Exercise data:

use anyhow::{ensure, Result};
use serde_json::{json, Value};

use super::checks::{ListingConsistency, Search};
use crate::api::types::{
    is_duplicate_email_message, CreatedResource, NewUser, MSG_CREATED, MSG_DELETED,
    MSG_UPDATED, MSG_USER_NOT_FOUND,
};
use crate::credentials::Role;
use crate::data;
use crate::runner::{expect, CaseFuture, Fixture, Priority, SpecDef, SuiteDef};

const USER_ID: &str = "user_id";
const USER: &str = "user";

pub fn spec() -> SpecDef {
    SpecDef::new("usuarios", "Usuarios API")
        .description("User CRUD, duplicate e-mail handling and listing")
        .priority(Priority::Medium)
        .tags(&["api", "usuarios", "regression"])
        .suite(
            SuiteDef::new("Usuarios")
                .case("[POST] creates a user", create_user)
                .case("[GET] reads the created user", read_user)
                .case("[PUT] updates the user", update_user)
                .case("[GET] returns the updated fields", read_user)
                .case("[DELETE] deletes the user", delete_user)
                .case("[GET] no longer finds the deleted user", read_deleted_user)
                .case("[POST] rejects an e-mail already in use", duplicate_email)
                .child(
                    SuiteDef::new("Listagem")
                        .case(
                            "[GET] lists users with a matching count",
                            ListingConsistency::new("usuarios", "usuarios"),
                        )
                        .case(
                            "[GET] filters administrators",
                            Search::new(
                                "usuarios",
                                "usuarios",
                                &[("administrador", "true")],
                                is_admin,
                            ),
                        ),
                ),
        )
}

fn is_admin(user: &Value) -> bool {
    user.get("administrador").and_then(Value::as_str) == Some("true")
}

fn stored_user(fx: &Fixture) -> Result<NewUser> {
    Ok(serde_json::from_str(&fx.require_var(USER)?)?)
}

fn create_user(fx: &mut Fixture) -> CaseFuture<'_> {
    Box::pin(async move {
        let user = data::user(false);
        let res = fx.api.create("usuarios", &user).await?;
        expect::status(&res, 201)?;
        expect::message(&res, MSG_CREATED)?;
        let created: CreatedResource = res.json()?;

        fx.track(&format!("usuarios/{}", created.id), Role::Admin);
        fx.set_var(USER_ID, &created.id);
        fx.set_var(USER, &serde_json::to_string(&user)?);
        Ok(())
    })
}

fn read_user(fx: &mut Fixture) -> CaseFuture<'_> {
    Box::pin(async move {
        let id = fx.require_var(USER_ID)?;
        let user = stored_user(fx)?;

        let res = fx.api.read(&format!("usuarios/{}", id)).await?;
        expect::status(&res, 200)?;
        expect::field_eq(&res, "nome", &json!(user.nome))?;
        expect::field_eq(&res, "email", &json!(user.email))?;
        expect::field_eq(&res, "administrador", &json!(user.administrador))?;
        expect::field_eq(&res, "_id", &json!(id))
    })
}

fn update_user(fx: &mut Fixture) -> CaseFuture<'_> {
    Box::pin(async move {
        let id = fx.require_var(USER_ID)?;
        let updated = data::user(false);

        let res = fx.api.update(&format!("usuarios/{}", id), &updated).await?;
        expect::status(&res, 200)?;
        expect::message(&res, MSG_UPDATED)?;
        fx.set_var(USER, &serde_json::to_string(&updated)?);
        Ok(())
    })
}

fn delete_user(fx: &mut Fixture) -> CaseFuture<'_> {
    Box::pin(async move {
        let endpoint = format!("usuarios/{}", fx.require_var(USER_ID)?);
        let res = fx.api.delete(&endpoint).await?;
        expect::status(&res, 200)?;
        expect::message(&res, MSG_DELETED)?;
        fx.untrack(&endpoint);
        Ok(())
    })
}

fn read_deleted_user(fx: &mut Fixture) -> CaseFuture<'_> {
    Box::pin(async move {
        let id = fx.require_var(USER_ID)?;
        let res = fx.api.read(&format!("usuarios/{}", id)).await?;
        expect::status(&res, 400)?;
        expect::message(&res, MSG_USER_NOT_FOUND)
    })
}

fn duplicate_email(fx: &mut Fixture) -> CaseFuture<'_> {
    Box::pin(async move {
        let user = data::user(false);
        let first = fx.api.create("usuarios", &user).await?;
        expect::status(&first, 201)?;
        let created: CreatedResource = first.json()?;
        fx.track(&format!("usuarios/{}", created.id), Role::Admin);

        let mut again = data::user(false);
        again.email = user.email.clone();
        let res = fx.api.create("usuarios", &again).await?;
        expect::status(&res, 400)?;
        ensure!(
            is_duplicate_email_message(res.message()),
            "expected a duplicate e-mail message, got {:?}",
            res.message()
        );
        Ok(())
    })
}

Work task: Would you print exactly the lines from the first line of the entries above through the line that has "reads the created", both included, and stop there?

Task output:
use anyhow::{ensure, Result};
use serde_json::{json, Value};

use super::checks::{ListingConsistency, Search};
use crate::api::types::{
    is_duplicate_email_message, CreatedResource, NewUser, MSG_CREATED, MSG_DELETED,
    MSG_UPDATED, MSG_USER_NOT_FOUND,
};
use crate::credentials::Role;
use crate::data;
use crate::runner::{expect, CaseFuture, Fixture, Priority, SpecDef, SuiteDef};

const USER_ID: &str = "user_id";
const USER: &str = "user";

pub fn spec() -> SpecDef {
    SpecDef::new("usuarios", "Usuarios API")
        .description("User CRUD, duplicate e-mail handling and listing")
        .priority(Priority::Medium)
        .tags(&["api", "usuarios", "regression"])
        .suite(
            SuiteDef::new("Usuarios")
                .case("[POST] creates a user", create_user)
                .case("[GET] reads the created user", read_user)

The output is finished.